WORK ITEM
Below this line is the material. Write out only its lines from the one containing "if cursor != body.len()" through the one containing "local wall-clock time.", both kept, exactly.

┄┄┄┄┄┄┄┄┄┄

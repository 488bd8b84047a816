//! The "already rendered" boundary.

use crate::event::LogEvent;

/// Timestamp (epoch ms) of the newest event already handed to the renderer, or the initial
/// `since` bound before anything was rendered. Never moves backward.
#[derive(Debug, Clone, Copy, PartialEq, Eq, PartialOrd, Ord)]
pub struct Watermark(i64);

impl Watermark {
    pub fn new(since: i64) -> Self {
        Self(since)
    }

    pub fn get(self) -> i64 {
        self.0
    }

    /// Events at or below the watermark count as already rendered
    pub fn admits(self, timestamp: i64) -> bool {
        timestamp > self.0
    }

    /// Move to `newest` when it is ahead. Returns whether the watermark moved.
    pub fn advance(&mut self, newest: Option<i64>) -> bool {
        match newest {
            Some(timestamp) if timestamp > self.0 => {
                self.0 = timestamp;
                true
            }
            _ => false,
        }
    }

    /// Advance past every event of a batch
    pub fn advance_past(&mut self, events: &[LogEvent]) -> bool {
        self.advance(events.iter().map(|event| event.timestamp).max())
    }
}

┄┄┄┄┄┄┄┄┄┄

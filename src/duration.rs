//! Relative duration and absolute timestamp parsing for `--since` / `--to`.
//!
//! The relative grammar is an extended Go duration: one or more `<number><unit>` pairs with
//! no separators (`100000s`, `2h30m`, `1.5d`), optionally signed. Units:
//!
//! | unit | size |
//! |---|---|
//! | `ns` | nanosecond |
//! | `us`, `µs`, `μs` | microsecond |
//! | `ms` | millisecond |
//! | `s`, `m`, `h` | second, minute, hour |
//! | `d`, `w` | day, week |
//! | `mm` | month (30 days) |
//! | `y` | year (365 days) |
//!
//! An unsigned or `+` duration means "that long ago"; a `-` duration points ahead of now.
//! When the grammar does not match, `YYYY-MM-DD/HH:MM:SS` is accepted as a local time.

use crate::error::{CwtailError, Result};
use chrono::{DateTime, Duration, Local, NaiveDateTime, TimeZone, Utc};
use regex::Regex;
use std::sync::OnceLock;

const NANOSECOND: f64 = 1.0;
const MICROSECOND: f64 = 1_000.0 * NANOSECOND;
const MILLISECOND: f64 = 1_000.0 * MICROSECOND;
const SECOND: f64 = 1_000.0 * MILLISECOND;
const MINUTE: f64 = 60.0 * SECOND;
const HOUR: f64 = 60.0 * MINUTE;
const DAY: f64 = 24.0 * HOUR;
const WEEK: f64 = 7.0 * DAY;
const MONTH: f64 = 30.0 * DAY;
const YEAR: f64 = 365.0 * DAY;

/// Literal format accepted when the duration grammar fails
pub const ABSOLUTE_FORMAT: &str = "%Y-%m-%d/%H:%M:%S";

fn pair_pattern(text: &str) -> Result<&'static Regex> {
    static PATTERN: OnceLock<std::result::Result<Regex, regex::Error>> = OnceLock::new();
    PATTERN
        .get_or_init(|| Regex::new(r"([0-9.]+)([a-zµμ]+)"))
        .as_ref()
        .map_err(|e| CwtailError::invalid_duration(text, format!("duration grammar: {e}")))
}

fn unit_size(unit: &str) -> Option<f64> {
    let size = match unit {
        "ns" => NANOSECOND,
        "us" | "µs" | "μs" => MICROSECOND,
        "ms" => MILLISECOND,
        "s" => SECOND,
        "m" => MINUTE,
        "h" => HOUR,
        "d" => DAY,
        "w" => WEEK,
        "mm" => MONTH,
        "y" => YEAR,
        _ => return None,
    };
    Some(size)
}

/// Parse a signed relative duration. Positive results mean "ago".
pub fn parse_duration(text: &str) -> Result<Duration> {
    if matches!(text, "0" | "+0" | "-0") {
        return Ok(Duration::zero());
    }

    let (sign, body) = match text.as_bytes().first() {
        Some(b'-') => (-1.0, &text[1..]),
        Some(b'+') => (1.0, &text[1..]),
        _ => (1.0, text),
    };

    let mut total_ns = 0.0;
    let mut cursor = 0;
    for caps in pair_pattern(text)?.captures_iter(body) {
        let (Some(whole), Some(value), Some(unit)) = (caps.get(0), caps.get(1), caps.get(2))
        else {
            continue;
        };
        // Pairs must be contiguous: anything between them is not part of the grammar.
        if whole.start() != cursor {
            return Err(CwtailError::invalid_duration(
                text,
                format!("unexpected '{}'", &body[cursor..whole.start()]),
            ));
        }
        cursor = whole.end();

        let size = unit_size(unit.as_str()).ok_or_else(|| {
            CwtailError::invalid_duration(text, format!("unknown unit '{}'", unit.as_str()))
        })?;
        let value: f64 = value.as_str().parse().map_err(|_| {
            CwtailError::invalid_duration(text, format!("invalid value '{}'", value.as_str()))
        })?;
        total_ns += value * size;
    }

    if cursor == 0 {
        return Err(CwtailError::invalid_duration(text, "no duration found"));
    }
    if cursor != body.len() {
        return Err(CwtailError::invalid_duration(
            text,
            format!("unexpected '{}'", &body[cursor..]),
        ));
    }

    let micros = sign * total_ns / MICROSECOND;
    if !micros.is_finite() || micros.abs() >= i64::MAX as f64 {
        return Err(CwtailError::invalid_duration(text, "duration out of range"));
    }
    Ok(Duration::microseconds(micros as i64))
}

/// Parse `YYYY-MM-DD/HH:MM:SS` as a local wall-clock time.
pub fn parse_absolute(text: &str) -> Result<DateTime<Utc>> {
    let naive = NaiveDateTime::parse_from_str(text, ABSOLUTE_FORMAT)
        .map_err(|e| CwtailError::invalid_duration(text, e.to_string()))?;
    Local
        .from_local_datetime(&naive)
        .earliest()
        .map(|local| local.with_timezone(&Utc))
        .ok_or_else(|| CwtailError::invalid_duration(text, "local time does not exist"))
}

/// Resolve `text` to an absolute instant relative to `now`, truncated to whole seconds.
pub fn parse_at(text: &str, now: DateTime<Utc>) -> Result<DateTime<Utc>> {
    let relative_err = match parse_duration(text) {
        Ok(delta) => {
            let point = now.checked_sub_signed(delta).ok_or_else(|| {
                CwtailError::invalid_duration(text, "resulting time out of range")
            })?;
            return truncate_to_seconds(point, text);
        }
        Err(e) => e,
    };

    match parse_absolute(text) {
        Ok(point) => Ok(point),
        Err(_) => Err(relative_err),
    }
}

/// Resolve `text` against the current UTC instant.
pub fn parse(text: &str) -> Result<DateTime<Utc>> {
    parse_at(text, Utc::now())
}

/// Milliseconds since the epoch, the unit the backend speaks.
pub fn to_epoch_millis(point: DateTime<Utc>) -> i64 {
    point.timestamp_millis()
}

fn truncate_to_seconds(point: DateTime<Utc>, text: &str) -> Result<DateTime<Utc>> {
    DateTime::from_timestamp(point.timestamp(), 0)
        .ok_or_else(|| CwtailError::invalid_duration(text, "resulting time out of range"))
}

┄┄┄┄┄┄┄┄┄┄

ANSWER BOX
    if cursor != body.len() {
        return Err(CwtailError::invalid_duration(
            text,
            format!("unexpected '{}'", &body[cursor..]),
        ));
    }

    let micros = sign * total_ns / MICROSECOND;
    if !micros.is_finite() || micros.abs() >= i64::MAX as f64 {
        return Err(CwtailError::invalid_duration(text, "duration out of range"));
    }
    Ok(Duration::microseconds(micros as i64))
}

/// Parse `YYYY-MM-DD/HH:MM:SS` as a local wall-clock time.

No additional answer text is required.